= Excerpted data =
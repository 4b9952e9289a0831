use crate::export::ExportFormat;
use clap::{Parser, Subcommand};

/// Command-line interface definition for classroll
#[derive(Parser)]
#[command(
    name = "classroll",
    version = env!("CARGO_PKG_VERSION"),
    about = "Schedule classes, mark attendance and follow attendance statistics",
    long_about = None
)]
pub struct Cli {
    /// Override database path (useful for tests or custom DB)
    #[arg(global = true, long = "db")]
    pub db: Option<String>,

    /// Run in test mode (no config file update)
    #[arg(global = true, long = "test", hide = true)]
    pub test: bool,

    #[command(subcommand)]
    pub command: Commands,
}

#[derive(Subcommand)]
pub enum Commands {
    /// Initialize the database and configuration
    Init,

    /// Manage the configuration file (view or edit)
    Config {
        /// Print the current configuration file to stdout
        #[arg(long = "print", help = "Print the current configuration")]
        print_config: bool,

        /// Edit the configuration file with your preferred editor
        #[arg(
            long = "edit",
            help = "Edit the configuration file (default editor: $EDITOR, or nano/notepad)"
        )]
        edit_config: bool,

        /// Specify the editor to use (overrides $EDITOR/$VISUAL).
        #[arg(long = "editor", help = "Specify the editor to use")]
        editor: Option<String>,
    },

    /// Schedule a new class and notify its students
    Add {
        /// Subject, e.g. "Advanced Mathematics"
        subject: String,
        /// Date (YYYY-MM-DD)
        date: String,
        /// Start time (HH:MM)
        time: String,
        /// Room number or location
        location: String,

        /// Duration in minutes (15-300)
        #[arg(long, short = 'd', default_value_t = 60)]
        duration: u32,

        /// Student name (repeat for each student)
        #[arg(long = "student", short = 's', conflicts_with_all = ["from", "to"])]
        students: Vec<String>,

        /// First roll number of a roll range (inclusive)
        #[arg(long, requires = "to")]
        from: Option<String>,

        /// Last roll number of a roll range (inclusive)
        #[arg(long, requires = "from")]
        to: Option<String>,
    },

    /// List classes
    List {
        /// Only classes this student is enrolled in
        #[arg(long)]
        student: Option<String>,

        /// Only classes on this date (YYYY-MM-DD)
        #[arg(long, conflicts_with = "upcoming")]
        date: Option<String>,

        /// Only classes after today
        #[arg(long)]
        upcoming: bool,
    },

    /// Delete a class by id
    Del {
        /// Class id
        id: i64,

        /// Do not ask for confirmation
        #[arg(long, short = 'y')]
        yes: bool,
    },

    /// Mark attendance for a class and complete it
    Attendance {
        /// Class id
        id: i64,

        /// NAME=STATUS where STATUS is present|absent|late|excused (or p/a/l/e)
        #[arg(long = "mark", short = 'm')]
        marks: Vec<String>,

        /// Start from "everybody present"; --mark entries override it
        #[arg(long = "all-present")]
        all_present: bool,
    },

    /// Show attendance statistics (teacher view, or one student)
    Stats {
        /// Student name; falls back to `student_name` from the configuration
        #[arg(long)]
        student: Option<String>,

        /// Teacher view even when a default student is configured
        #[arg(long, conflicts_with = "student")]
        all: bool,
    },

    /// Show the student notification log
    Notifications {
        /// Mark every notification as read
        #[arg(long)]
        read: bool,
    },

    /// Print the student directory
    Students,

    /// Export the attendance report
    Export {
        /// Export format
        #[arg(long, value_enum, default_value_t = ExportFormat::Csv)]
        format: ExportFormat,

        /// Output file path (absolute path required)
        #[arg(long, value_name = "FILE")]
        file: String,

        /// Only rows for this student
        #[arg(long)]
        student: Option<String>,

        /// Overwrite output file without confirmation
        #[arg(long, short = 'f')]
        force: bool,
    },

    /// Create a backup copy of the database
    Backup {
        /// Destination file path (absolute path required)
        #[arg(long, value_name = "FILE")]
        file: String,

        /// Compress the backup (zip on Windows, tar.gz elsewhere)
        #[arg(long)]
        compress: bool,

        /// Overwrite an existing backup without confirmation
        #[arg(long, short = 'f')]
        force: bool,
    },

    /// Print the internal operation log
    Log {
        /// Print rows from the internal `log` table
        #[arg(long = "print", help = "Print rows from the internal log table")]
        print: bool,
    },
}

= Task brief =
All of the entries must be given again, word for word.

= Answer box =
repository 4b9952e9289a0831
use crate::export::ExportFormat;
use clap::{Parser, Subcommand};

/// Command-line interface definition for classroll
#[derive(Parser)]
#[command(
    name = "classroll",
    version = env!("CARGO_PKG_VERSION"),
    about = "Schedule classes, mark attendance and follow attendance statistics",
    long_about = None
)]
pub struct Cli {
    /// Override database path (useful for tests or custom DB)
    #[arg(global = true, long = "db")]
    pub db: Option<String>,

    /// Run in test mode (no config file update)
    #[arg(global = true, long = "test", hide = true)]
    pub test: bool,

    #[command(subcommand)]
    pub command: Commands,
}

#[derive(Subcommand)]
pub enum Commands {
    /// Initialize the database and configuration
    Init,

    /// Manage the configuration file (view or edit)
    Config {
        /// Print the current configuration file to stdout
        #[arg(long = "print", help = "Print the current configuration")]
        print_config: bool,

        /// Edit the configuration file with your preferred editor
        #[arg(
            long = "edit",
            help = "Edit the configuration file (default editor: $EDITOR, or nano/notepad)"
        )]
        edit_config: bool,

        /// Specify the editor to use (overrides $EDITOR/$VISUAL).
        #[arg(long = "editor", help = "Specify the editor to use")]
        editor: Option<String>,
    },

    /// Schedule a new class and notify its students
    Add {
        /// Subject, e.g. "Advanced Mathematics"
        subject: String,
        /// Date (YYYY-MM-DD)
        date: String,
        /// Start time (HH:MM)
        time: String,
        /// Room number or location
        location: String,

        /// Duration in minutes (15-300)
        #[arg(long, short = 'd', default_value_t = 60)]
        duration: u32,

        /// Student name (repeat for each student)
        #[arg(long = "student", short = 's', conflicts_with_all = ["from", "to"])]
        students: Vec<String>,

        /// First roll number of a roll range (inclusive)
        #[arg(long, requires = "to")]
        from: Option<String>,

        /// Last roll number of a roll range (inclusive)
        #[arg(long, requires = "from")]
        to: Option<String>,
    },

    /// List classes
    List {
        /// Only classes this student is enrolled in
        #[arg(long)]
        student: Option<String>,

        /// Only classes on this date (YYYY-MM-DD)
        #[arg(long, conflicts_with = "upcoming")]
        date: Option<String>,

        /// Only classes after today
        #[arg(long)]
        upcoming: bool,
    },

    /// Delete a class by id
    Del {
        /// Class id
        id: i64,

        /// Do not ask for confirmation
        #[arg(long, short = 'y')]
        yes: bool,
    },

    /// Mark attendance for a class and complete it
    Attendance {
        /// Class id
        id: i64,

        /// NAME=STATUS where STATUS is present|absent|late|excused (or p/a/l/e)
        #[arg(long = "mark", short = 'm')]
        marks: Vec<String>,

        /// Start from "everybody present"; --mark entries override it
        #[arg(long = "all-present")]
        all_present: bool,
    },

    /// Show attendance statistics (teacher view, or one student)
    Stats {
        /// Student name; falls back to `student_name` from the configuration
        #[arg(long)]
        student: Option<String>,

        /// Teacher view even when a default student is configured
        #[arg(long, conflicts_with = "student")]
        all: bool,
    },

    /// Show the student notification log
    Notifications {
        /// Mark every notification as read
        #[arg(long)]
        read: bool,
    },

    /// Print the student directory
    Students,

    /// Export the attendance report
    Export {
        /// Export format
        #[arg(long, value_enum, default_value_t = ExportFormat::Csv)]
        format: ExportFormat,

        /// Output file path (absolute path required)
        #[arg(long, value_name = "FILE")]
        file: String,

        /// Only rows for this student
        #[arg(long)]
        student: Option<String>,

        /// Overwrite output file without confirmation
        #[arg(long, short = 'f')]
        force: bool,
    },

    /// Create a backup copy of the database
    Backup {
        /// Destination file path (absolute path required)
        #[arg(long, value_name = "FILE")]
        file: String,

        /// Compress the backup (zip on Windows, tar.gz elsewhere)
        #[arg(long)]
        compress: bool,

        /// Overwrite an existing backup without confirmation
        #[arg(long, short = 'f')]
        force: bool,
    },

    /// Print the internal operation log
    Log {
        /// Print rows from the internal `log` table
        #[arg(long = "print", help = "Print rows from the internal log table")]
        print: bool,
    },
}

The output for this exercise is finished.